Sürdürülebilir ve özel ilgi turizminin öne çıkan akımı “glamping”in Türkiye’de gerçek anlamdaki ilk ve tek örneği. Toplamda 270 dönüm arazide lüks turizm modeliyle temmuz ayından bu yana hizmet vermeye devam eden Longosphere Glamping, ilk iki ayda yakaladığı doluluk oranlarına bakılır ise, pandemi krizini doğru zaman ve lokasyonda hayata geçirdiği konseptiyle fırsata çevirmeyi başaran nadir işletmelerden biri. 20 milyon TL yatırımla Trakya-İğneada bölgesinin marka değerini nitelikli turist profili ile şimdiden bir üst çıtaya çıkarmayı başaran tesisi, Kınay Ailesi’nin en genç üyesi olan Longosphere Glamping CEO’su ve Genel Müdürü Yiğit Küçükkınay ile konuştuk.Longosphere Glamping ile Trakya-İğneada bölgesinde ciddi bir girişimcilik ve cesaret örneği sergilediniz. Üstelik de turizm merkezi statüsüne sahip olmayan bir bölgede. Yatırıma nasıl karar verdiniz, yola çıkarken ne vardı aklınızda?
Aslında bu büyüklükte bir tesis kurmak yoktu aklımızda. Istıranca Dağları’nda yarı hobi konseptinde bir butik otel projemiz vardı. Yine doğa ile ilişkili bir projeydi o. Sonrasında Demirköy Orman İşletmesi şu an bulunduğumuz araziyi gösterdi. Bölgede hayata geçirmek istedikleri konaklamalı mesire yeri için yatırımcı arayışındaydılar. “Araziyi ihaleye açacağız ama burayı da vizyonsuz bir yatırımcının alıp heba etmesinden korkuyoruz. Sizin gibi yatırımcılar girerse ihaleye açacağız, düşünür müsünüz?” dediklerinde cevabımız evet oldu. Çünkü zaten bizim de böyle bir düşüncemiz vardı. Biz 58 yıllık bir akaryakıt firmasıyız. Kınay Grubun altında Hedef Petrol ana akaryakıt firmamız ve birkaç firmamız daha bulunmakta. Ben ailenin üçüncü kuşak en genç üyesi olarak grubumuzun akaryakıt dışında turizm ve teknolojiye de yatırım yapması düşüncesindeydim. Hatta bu fikri ailece de konuşup, tartışıyorduk. Biz gezgin bir aileyiz, seyahat etmeyi seviyoruz. Şahsen ben sırt çantamla 50’nin üzerinde ülkede dolaştım. Babam 100’ün üzerinde ülke dolaştı. Annem keza öyle. Aynı zamanda Mutfak Dostları Derneği üyesi bir aileyiz. İnsan sevdiği işi yapmalı derler ya, turizm-otelcilik bizim yaşam tarzımıza uygun bir alan. Neticesinde araziyi devletten 29 yıllığına kiralamış olduk, 20 yıl da ekstra öncelik hakkımız var.

Sincap Çadırı

Bahsettiğinize göre arazi tarafınıza Demirköy Orman İşletmesi’nce konaklamalı mesire yeri olarak tahsis edilmiş. Konsept nasıl şekillendi? Glamping fikri nasıl doğdu?

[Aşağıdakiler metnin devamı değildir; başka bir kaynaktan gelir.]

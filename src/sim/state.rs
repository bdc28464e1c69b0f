//! Entity state for one play session
//!
//! Plain data records mutated by the tick (ball, blocks) or by paddle input.
//! Everything is serializable so an embedding layer can marshal state across
//! a bridge boundary.

use glam::Vec2;
use serde::{Deserialize, Serialize};

use super::geom::Rect;
use crate::config::Config;
use crate::consts::ROW_COLORS;

/// Side of the play field a ball can bounce off.
#[derive(Debug, Clone, Copy, PartialEq, Eq, Serialize, Deserialize)]
pub enum Wall {
    Left,
    Right,
    Top,
}

/// A discrete fact produced by a single tick.
///
/// Events are consumed by the session layer (score, phase) and forwarded to
/// presentation side effects; they are never fed back into the next tick.
#[derive(Debug, Clone, Copy, PartialEq, Eq, Serialize, Deserialize)]
pub enum GameEvent {
    /// Ball bounced off a field wall
    WallHit { wall: Wall },
    /// Ball rebounded off the paddle
    PaddleHit,
    /// Block at `index` was destroyed this tick
    BlockDestroyed { index: usize },
    /// The last intact block was destroyed this tick
    FieldCleared,
    /// Ball crossed the floor line; the session is over
    BallLost,
}

/// The ball. Collision tests treat it as an axis-aligned square.
#[derive(Debug, Clone, Copy, PartialEq, Serialize, Deserialize)]
pub struct Ball {
    pub pos: Vec2,
    /// Per-frame velocity
    pub vel: Vec2,
    pub size: f32,
}

impl Ball {
    pub fn rect(&self) -> Rect {
        Rect {
            pos: self.pos,
            size: Vec2::splat(self.size),
        }
    }

    pub fn center_x(&self) -> f32 {
        self.pos.x + self.size / 2.0
    }
}

/// The player's paddle. Only `x` ever changes; physics never moves it.
#[derive(Debug, Clone, Copy, PartialEq, Serialize, Deserialize)]
pub struct Paddle {
    pub x: f32,
    /// Fixed band top
    pub y: f32,
    pub width: f32,
    pub height: f32,
}

impl Paddle {
    pub fn rect(&self) -> Rect {
        Rect::new(self.x, self.y, self.width, self.height)
    }

    pub fn center_x(&self) -> f32 {
        self.x + self.width / 2.0
    }
}

/// A destructible block.
#[derive(Debug, Clone, Copy, PartialEq, Serialize, Deserialize)]
pub struct Block {
    /// Stable row-major grid index; doubles as the block's identity
    pub index: usize,
    pub pos: Vec2,
    pub size: Vec2,
    /// Row-derived display color (0xRRGGBB), no behavioral role
    pub color: u32,
    /// Set exactly once, on the tick the ball first overlaps this block
    pub destroyed: bool,
}

impl Block {
    pub fn rect(&self) -> Rect {
        Rect {
            pos: self.pos,
            size: self.size,
        }
    }
}

/// All mutable entity state for one session.
#[derive(Debug, Clone, PartialEq, Serialize, Deserialize)]
pub struct SimState {
    /// Play-area size
    pub field: Vec2,
    pub ball: Ball,
    pub paddle: Paddle,
    /// Fixed grid, ascending index; blocks are flagged, never removed
    pub blocks: Vec<Block>,
}

impl SimState {
    /// Seed a fresh session: ball above the paddle band, paddle centered,
    /// full grid intact.
    pub fn new(config: &Config) -> Self {
        Self {
            field: Vec2::new(config.field_width, config.field_height),
            ball: Ball {
                pos: config.ball_start(),
                vel: Vec2::new(config.ball_start_vx, config.ball_start_vy),
                size: config.ball_size,
            },
            paddle: Paddle {
                x: config.paddle_start_x(),
                y: config.paddle_y(),
                width: config.paddle_width,
                height: config.paddle_height,
            },
            blocks: block_grid(config),
        }
    }

    pub fn blocks_remaining(&self) -> usize {
        self.blocks.iter().filter(|b| !b.destroyed).count()
    }
}

/// Build the fixed rows x columns grid, row-major, colored by row.
fn block_grid(config: &Config) -> Vec<Block> {
    let mut blocks = Vec::with_capacity(config.block_count());
    for row in 0..config.grid_rows {
        for col in 0..config.grid_cols {
            blocks.push(Block {
                index: (row * config.grid_cols + col) as usize,
                pos: Vec2::new(
                    config.grid_left + col as f32 * (config.block_width + config.block_gap),
                    config.grid_top + row as f32 * (config.block_height + config.block_gap),
                ),
                size: Vec2::new(config.block_width, config.block_height),
                color: ROW_COLORS[row as usize % ROW_COLORS.len()],
                destroyed: false,
            });
        }
    }
    blocks
}

#[cfg(test)]
mod tests {
    use super::*;

    #[test]
    fn test_grid_layout() {
        let state = SimState::new(&Config::default());
        assert_eq!(state.blocks.len(), 20);

        // Row-major indices
        for (i, block) in state.blocks.iter().enumerate() {
            assert_eq!(block.index, i);
            assert!(!block.destroyed);
        }

        // First block at the grid origin, second one slot to the right
        assert_eq!(state.blocks[0].pos, Vec2::new(20.0, 100.0));
        assert_eq!(state.blocks[1].pos, Vec2::new(85.0, 100.0));
        // First block of the second row one slot down
        assert_eq!(state.blocks[5].pos, Vec2::new(20.0, 125.0));
    }

    #[test]
    fn test_grid_row_colors() {
        let state = SimState::new(&Config::default());
        assert_eq!(state.blocks[0].color, 0xff6b6b);
        assert_eq!(state.blocks[5].color, 0x4ecdc4);
        assert_eq!(state.blocks[10].color, 0x45b7d1);
        assert_eq!(state.blocks[15].color, 0x96ceb4);
    }

    #[test]
    fn test_initial_entities() {
        let config = Config::default();
        let state = SimState::new(&config);

        assert_eq!(state.ball.vel, Vec2::new(2.0, -4.0));
        assert_eq!(state.ball.pos, config.ball_start());
        // Paddle centered on its fixed band
        assert_eq!(state.paddle.center_x(), config.field_width / 2.0);
        assert_eq!(state.paddle.y, config.paddle_y());
        assert_eq!(state.blocks_remaining(), 20);
    }
}
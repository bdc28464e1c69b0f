//! Axis-aligned collision primitives
//!
//! One overlap predicate serves every collision pair in the game (ball vs
//! paddle, ball vs block). Using a single strict-bound test everywhere keeps
//! tunneling behavior consistent between call sites.

use glam::Vec2;
use serde::{Deserialize, Serialize};

/// An axis-aligned rectangle, position at the top-left corner.
#[derive(Debug, Clone, Copy, PartialEq, Serialize, Deserialize)]
pub struct Rect {
    pub pos: Vec2,
    pub size: Vec2,
}

impl Rect {
    pub fn new(x: f32, y: f32, width: f32, height: f32) -> Self {
        Self {
            pos: Vec2::new(x, y),
            size: Vec2::new(width, height),
        }
    }

    pub fn center(&self) -> Vec2 {
        self.pos + self.size / 2.0
    }

    /// Strict-bound overlap test on both axes. Rectangles that only touch
    /// edge-to-edge do not overlap.
    pub fn overlaps(&self, other: &Rect) -> bool {
        self.pos.x < other.pos.x + other.size.x
            && self.pos.x + self.size.x > other.pos.x
            && self.pos.y < other.pos.y + other.size.y
            && self.pos.y + self.size.y > other.pos.y
    }
}

/// Reflect a velocity component off the axis it hit.
#[inline]
pub fn reflect(v: f32) -> f32 {
    -v
}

Araziyi kiraladıktan sonra yaklaşık bir yılımız Orman Bakanlığı’nın mevzuatlarına uygun proje araştırmalarıyla geçti. Bu sırada hem geçmiş gezi tecrübelerimiz hem de yaptığımız detaylı çalışmalarla bölgeye en uygun konseptin glamping olacağına karar verdik. Baktığımızda, ülkemizde A tipinde yani konaklama hakkı olan mesire yerlerinin yaptığı tek şey, kamping. Kamping dediğimizde ise, insanların ucuz maliyetle doğayı kullanabildikleri, kendi çadırlarını kurup, basit yiyecek-içecek-tuvalet ihtiyaçlarını karşıladıkları yerleri anlıyoruz. Biz bir iş yapacaksak, en iyisini yapmalıydık, bizim bakışımız hep bu oldu. Diğer taraftan glamping sektörünün bir geleceği olduğu şüphesizdi. Dünyada çok yeni olmakla beraber Türkiye’de ilk adımların atıldığı bir pozisyondaydı.
Tesisi kurarken temel felsefemiz şu oldu, insanlar ciddi anlamda doğayı merak ediyor, deneyimlemek istiyor. Ama bu deneyimleri yaşayabilecekleri de iki opsiyonları var. Bunlardan biri beton bloklu doğa otelleri, çevresi doğa… Ben onu doğanın içi olarak değil, doğanın yanında olmak olarak tanımlıyorum. Çünkü bulunduğunuz yer değil, duvarın öbür tarafı doğa. Ya da ben doğanın içinde olmak istediğiniz zaman bunun seçeneği, kampingler veya sizin kendi kamp ekipmanlarınız vardır, bir yaşam tarzı olduğu takdirde olabilecek şeyler. Ben de bir off-roadcıyım, kampingciyim. Şimdi şehir insanı da kampingin konforsuzluğuna alışık değil. Ancak bir yaşam tarzı olarak hayata geçebilecek, fedakarlık gerektiren bir tatil seçeneği.

Kaplumbağa Çadırı

Glamping diyoruz ama konsepti kelime anlamıyla biraz daha açmanızı isterim. Nedir glamping?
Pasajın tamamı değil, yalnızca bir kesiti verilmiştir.